EXERCISE DESCRIPTION: Return, from the listing that follows, each line containing the word "serde".
::::::::::
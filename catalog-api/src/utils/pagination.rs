use serde::{Deserialize, Serialize};

pub const DEFAULT_PAGE_SIZE: i64 = 12;

/// 列表接口的原始查询参数
#[derive(Debug, Deserialize)]
#[serde(rename_all = "camelCase")]
pub struct PaginationParams {
    #[serde(default)]
    pub page: i64,
    #[serde(default = "default_page_size")]
    pub page_size: i64,
    #[serde(default = "default_sort_by")]
    pub sort_by: String,
    #[serde(default = "default_sort_order")]
    pub sort_order: String,
    #[serde(default)]
    pub search: String,
}

fn default_page_size() -> i64 {
    DEFAULT_PAGE_SIZE
}

fn default_sort_by() -> String {
    SortField::DEFAULT.as_str().to_string()
}

fn default_sort_order() -> String {
    "desc".to_string()
}

/// 允许排序的字段
#[derive(Debug, Clone, Copy, PartialEq, Eq)]
pub enum SortField {
    Name,
    Price,
    Quantity,
    CreatedAt,
    UpdatedAt,
}

impl SortField {
    pub const DEFAULT: SortField = SortField::UpdatedAt;

    pub fn parse(value: &str) -> Option<Self> {
        match value {
            "name" => Some(SortField::Name),
            "price" => Some(SortField::Price),
            "quantity" => Some(SortField::Quantity),
            "createdAt" => Some(SortField::CreatedAt),
            "updatedAt" => Some(SortField::UpdatedAt),
            _ => None,
        }
    }

    pub fn as_str(&self) -> &'static str {
        match self {
            SortField::Name => "name",
            SortField::Price => "price",
            SortField::Quantity => "quantity",
            SortField::CreatedAt => "createdAt",
            SortField::UpdatedAt => "updatedAt",
        }
    }

    /// 对应的数据库列名，只会是白名单中的值
    pub fn column(&self) -> &'static str {
        match self {
            SortField::Name => "name",
            SortField::Price => "price",
            SortField::Quantity => "quantity",
            SortField::CreatedAt => "created_at",
            SortField::UpdatedAt => "updated_at",
        }
    }
}

#[derive(Debug, Clone, Copy, PartialEq, Eq)]
pub enum SortDirection {
    Ascending,
    Descending,
}

impl SortDirection {
    /// 仅忽略大小写的 `asc` 为升序，其余一律降序
    pub fn parse(value: &str) -> Self {
        if value.eq_ignore_ascii_case("asc") {
            SortDirection::Ascending
        } else {
            SortDirection::Descending
        }
    }

    pub fn as_sql(&self) -> &'static str {
        match self {
            SortDirection::Ascending => "ASC",
            SortDirection::Descending => "DESC",
        }
    }
}

#[derive(Debug, Clone, Copy, PartialEq, Eq)]
pub struct SortSpec {
    pub field: SortField,
    pub direction: SortDirection,
}

/// 分页 + 排序 + 可选搜索词
///
/// `page`、`page_size` 原样透传，是否合法由存储层判断。
#[derive(Debug, Clone, PartialEq, Eq)]
pub struct PageRequest {
    pub page: i64,
    pub page_size: i64,
    pub sort: SortSpec,
    pub search: Option<String>,
}

impl PageRequest {
    pub fn build(page: i64, page_size: i64, sort_by: &str, sort_order: &str) -> Self {
        let field = SortField::parse(sort_by).unwrap_or(SortField::DEFAULT);

        Self {
            page,
            page_size,
            sort: SortSpec {
                field,
                direction: SortDirection::parse(sort_order),
            },
            search: None,
        }
    }

    pub fn with_search(mut self, search: &str) -> Self {
        self.search = if search.is_empty() {
            None
        } else {
            Some(search.to_string())
        };
        self
    }

    pub fn offset(&self) -> i64 {
        self.page.saturating_mul(self.page_size)
    }
}

impl From<PaginationParams> for PageRequest {
    fn from(params: PaginationParams) -> Self {
        PageRequest::build(params.page, params.page_size, &params.sort_by, &params.sort_order)
            .with_search(&params.search)
    }
}

/// 存储层返回的一页数据
#[derive(Debug, Clone, PartialEq)]
pub struct Page<T> {
    pub items: Vec<T>,
    pub total: u64,
    pub page: i64,
    pub page_size: i64,
}

impl<T> Page<T> {
    pub fn page_count(&self) -> u64 {
        if self.page_size <= 0 {
            return 1;
        }
        self.total.div_ceil(self.page_size as u64)
    }

    pub fn map<U>(self, f: impl FnMut(T) -> U) -> Page<U> {
        Page {
            items: self.items.into_iter().map(f).collect(),
            total: self.total,
            page: self.page,
            page_size: self.page_size,
        }
    }
}

#[derive(Debug, Serialize)]
pub struct Paginated<T> {
    pub data: Vec<T>,
    pub meta: PageMeta,
}

#[derive(Debug, Serialize)]
pub struct PageMeta {
    pub pagination: PaginationMeta,
}

#[derive(Debug, Serialize)]
#[serde(rename_all = "camelCase")]
pub struct PaginationMeta {
    pub page: i64,
    pub page_size: i64,
    pub page_count: u64,
    pub total: u64,
}

impl<T> From<Page<T>> for Paginated<T> {
    fn from(page: Page<T>) -> Self {
        let pagination = PaginationMeta {
            page: page.page,
            page_size: page.page_size,
            page_count: page.page_count(),
            total: page.total,
        };

        Self {
            data: page.items,
            meta: PageMeta { pagination },
        }
    }
}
::::::::::
SOLUTION FOR THIS PROBLEM:
use serde::{Deserialize, Serialize};
#[serde(rename_all = "camelCase")]
    #[serde(default)]
    #[serde(default = "default_page_size")]
    #[serde(default = "default_sort_by")]
    #[serde(default = "default_sort_order")]
    #[serde(default)]
#[serde(rename_all = "camelCase")]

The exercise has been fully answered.